Especially trying to forget the stranger’s face.
In some ways I think his face is the most dangerous thing I’ve ever encountered.
•
In the morning all my limbs are mended, my skin sealed back up, and though I’m covered in dried blood, I feel fresh as a daisy. I add another item to my list of “awesome stuff about being me” and scale the wall toward my patio.
Later I take my bike down to Venice Beach in an attempt to chase the boredom away and walk up and down the boardwalk watching all the freaks for a couple hours. There’s a crowd outside a bookstore and I linger, wondering what’s going on. But it’s just some silly book signing for a psychologist named Dr. Elizabeth Grant. I’m about to take off in the other direction when I see the title of her book, “Gods Among Us”. It strikes a nerve.
I pick it up and skim pages of it while people filter in and out, gushing and blushing, as she signs copies. The pages aren’t as intriguing as the title had led me to believe. In a few minutes, the crowd has dispersed and she’s sitting at a desk alone with copies of her book. She’s making notes in a small leather-bound book.
I walk up to her as casually as I can. “Do you still practice, or whatever?”
“Excuse me?” she asks politely, looking up and taking off her glasses.
“Do you still practice or do you just write about the shit now?”
“I mostly write. I take on a few patients, but mostly as case studies,” she pauses. “Would you like me to sign that for you?” I look down at the book in my hand.
“Uh, sure,” I hand it to her across the table.
“Whom should I make it out to?”
“Lola.”
“Lola. That’s a name with a lot of history,” she says. It’s the first time anyone has even appeared to take my name seriously. I immediately decide not to tell her the ‘LeFever’ part, but I still can’t help making a snide remark.
“So I hear.”
“Nothing wrong with a name with history,” she says, smiling and holding the book back out to me. Her voice is silky and tastes like chocolate to my ears. I realize I haven’t spoken to a single soul since Joan.
“I wouldn’t know much about that, I guess.”

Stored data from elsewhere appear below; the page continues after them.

use crate::error::Result;

/// Abstract interface for the raw key-value substrate.
///
/// This trait handles the "how" of storage (filesystem vs memory), while
/// [`GarageStore`](super::garage_store::GarageStore) and the repositories
/// handle the "what" (record shapes, defaulting, change notification).
///
/// Values are opaque serialized text. All methods take `&self`; backends
/// that hold state use interior mutability.
pub trait StorageBackend {
    /// Read the raw value stored under `key`.
    /// Returns Ok(None) if nothing is stored there.
    /// Returns Err only on actual I/O errors (permissions, disk failure).
    fn get(&self, key: &str) -> Result<Option<String>>;

    /// Store `value` under `key`, replacing any previous value.
    /// MUST be atomic (e.g. write to tmp then rename) to avoid partial writes.
    fn set(&self, key: &str, value: &str) -> Result<()>;

    /// Remove `key` entirely. Removing an absent key is not an error.
    fn remove(&self, key: &str) -> Result<()>;
}
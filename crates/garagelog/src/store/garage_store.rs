use super::backend::StorageBackend;
use super::car::CarProfileRepository;
use super::mods::ModRepository;
use super::services::ServiceRepository;
use super::unlocked::UnlockedTrophyRepository;
use crate::error::{GarageError, Result};
use crate::notifier::ChangeNotifier;
use crate::trophies::TrophyEngine;
use serde::Serialize;
use serde_json::Value;
use tracing::{debug, warn};

/// Typed record I/O over a [`StorageBackend`], plus the injected
/// [`ChangeNotifier`] that repositories publish to after each write.
pub struct GarageStore<B: StorageBackend> {
    /// The underlying storage backend.
    /// Exposed as pub(crate) for testing and internal access only.
    pub(crate) backend: B,
    notifier: ChangeNotifier,
}

impl<B: StorageBackend> GarageStore<B> {
    pub fn new(backend: B, notifier: ChangeNotifier) -> Self {
        Self { backend, notifier }
    }

    pub fn with_backend(backend: B) -> Self {
        Self::new(backend, ChangeNotifier::new())
    }

    pub fn notifier(&self) -> &ChangeNotifier {
        &self.notifier
    }

    pub fn backend(&self) -> &B {
        &self.backend
    }

    pub fn mods(&self) -> ModRepository<'_, B> {
        ModRepository::new(self)
    }

    pub fn services(&self) -> ServiceRepository<'_, B> {
        ServiceRepository::new(self)
    }

    pub fn car(&self) -> CarProfileRepository<'_, B> {
        CarProfileRepository::new(self)
    }

    pub fn unlocked_trophies(&self) -> UnlockedTrophyRepository<'_, B> {
        UnlockedTrophyRepository::new(self)
    }

    pub fn trophies(&self) -> TrophyEngine<'_, B> {
        TrophyEngine::new(self)
    }

    /// Read and parse the JSON stored under `key`.
    ///
    /// Soft-fails: an absent key, a backend read error, or unparseable text all
    /// yield `None`. Only the latter two are logged.
    pub(crate) fn read_value(&self, key: &str) -> Option<Value> {
        let raw = match self.backend.get(key) {
            Ok(Some(raw)) => raw,
            Ok(None) => return None,
            Err(e) => {
                warn!(key, error = %e, "storage read failed, using defaults");
                return None;
            }
        };
        match serde_json::from_str(&raw) {
            Ok(value) => Some(value),
            Err(e) => {
                warn!(key, error = %e, "stored payload is malformed, using defaults");
                None
            }
        }
    }

    pub(crate) fn write_json<T: Serialize + ?Sized>(&self, key: &str, value: &T) -> Result<()> {
        let content = serde_json::to_string(value).map_err(GarageError::Serialization)?;
        self.backend.set(key, &content)?;
        debug!(key, bytes = content.len(), "stored");
        Ok(())
    }

    pub(crate) fn remove_key(&self, key: &str) -> Result<()> {
        self.backend.remove(key)?;
        debug!(key, "removed");
        Ok(())
    }

    /// Signal listeners that a write has completed.
    pub(crate) fn changed(&self) {
        self.notifier.publish();
    }
}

“Which…history, or your name?”
“Both, I guess. I dropped out of school and I’m not a big reader,” I say. She has a way of asking questions that makes me want to answer them, or maybe I’m just desperate for someone to talk to, anyone – bullshit therapist or not.
“When did you drop out?”
“Recently.”
“Was there a particular reason that you left school?” I pause before answering her. I’m not sure whether to lie or not. In that moment hanging between us, I decide to tell her the truth, to always tell her the truth, regardless of whether she’ll believe me and regardless of whether this conversation lasts two minutes or two years.
“I killed my mother,” I say, looking at her directly, but she has a good poker face. She absorbs the information easily and I can’t tell whether she believes me or not. Even if she does believe me, she probably thinks I mean it like, metaphorically, or some crap. “And I thought it was best to leave town after that.”
“And you’ve been on the road…on your own ever since?” I’m impressed that she doesn’t press on the mother thing, like ‘why did you kill her’ or ‘how do you feel about that’, even though I think I kind of want her to ask me anyway.
“Yeah. I hooked up with some people in Las Vegas, but it didn’t end well and I’ve been on my own since then, yeah.” She opens her mouth to speak again, but a group of middle-aged women each holding a copy of her book step up to the table and chatter at her excitedly. She smiles coolly and takes out her pen. I head toward the door but she calls out to me. I walk back and she hands me a piece of paper.
“Here. It was nice meeting you.”
“Sure.” I walk outside into the sunshine and open up the paper, her office business card is inside and the note says ‘I’m interested in speaking with you more about your life, if you’re willing – anytime. Elizabeth’. I crumple both the card and note and shove them in my pocket.
Her instincts are both really good and really bad. She feels a story in me and she’s right, but she’s also playing with a serious fire she’s not gonna be capable of dealing with.
Should be fun.
°
All weekend I’m distracted thinking about the boy on the subway platform. His face pops up in my mind all the time and I catch myself fantasizing about a normal life with him. Something more than I’ve got now – my crappy job (er, jobs) and crappy motel room. A boyfriend, a job, an apartment, maybe a pet, or at least a plant. It all sounds so deliciously decadent, but also innocent and simple.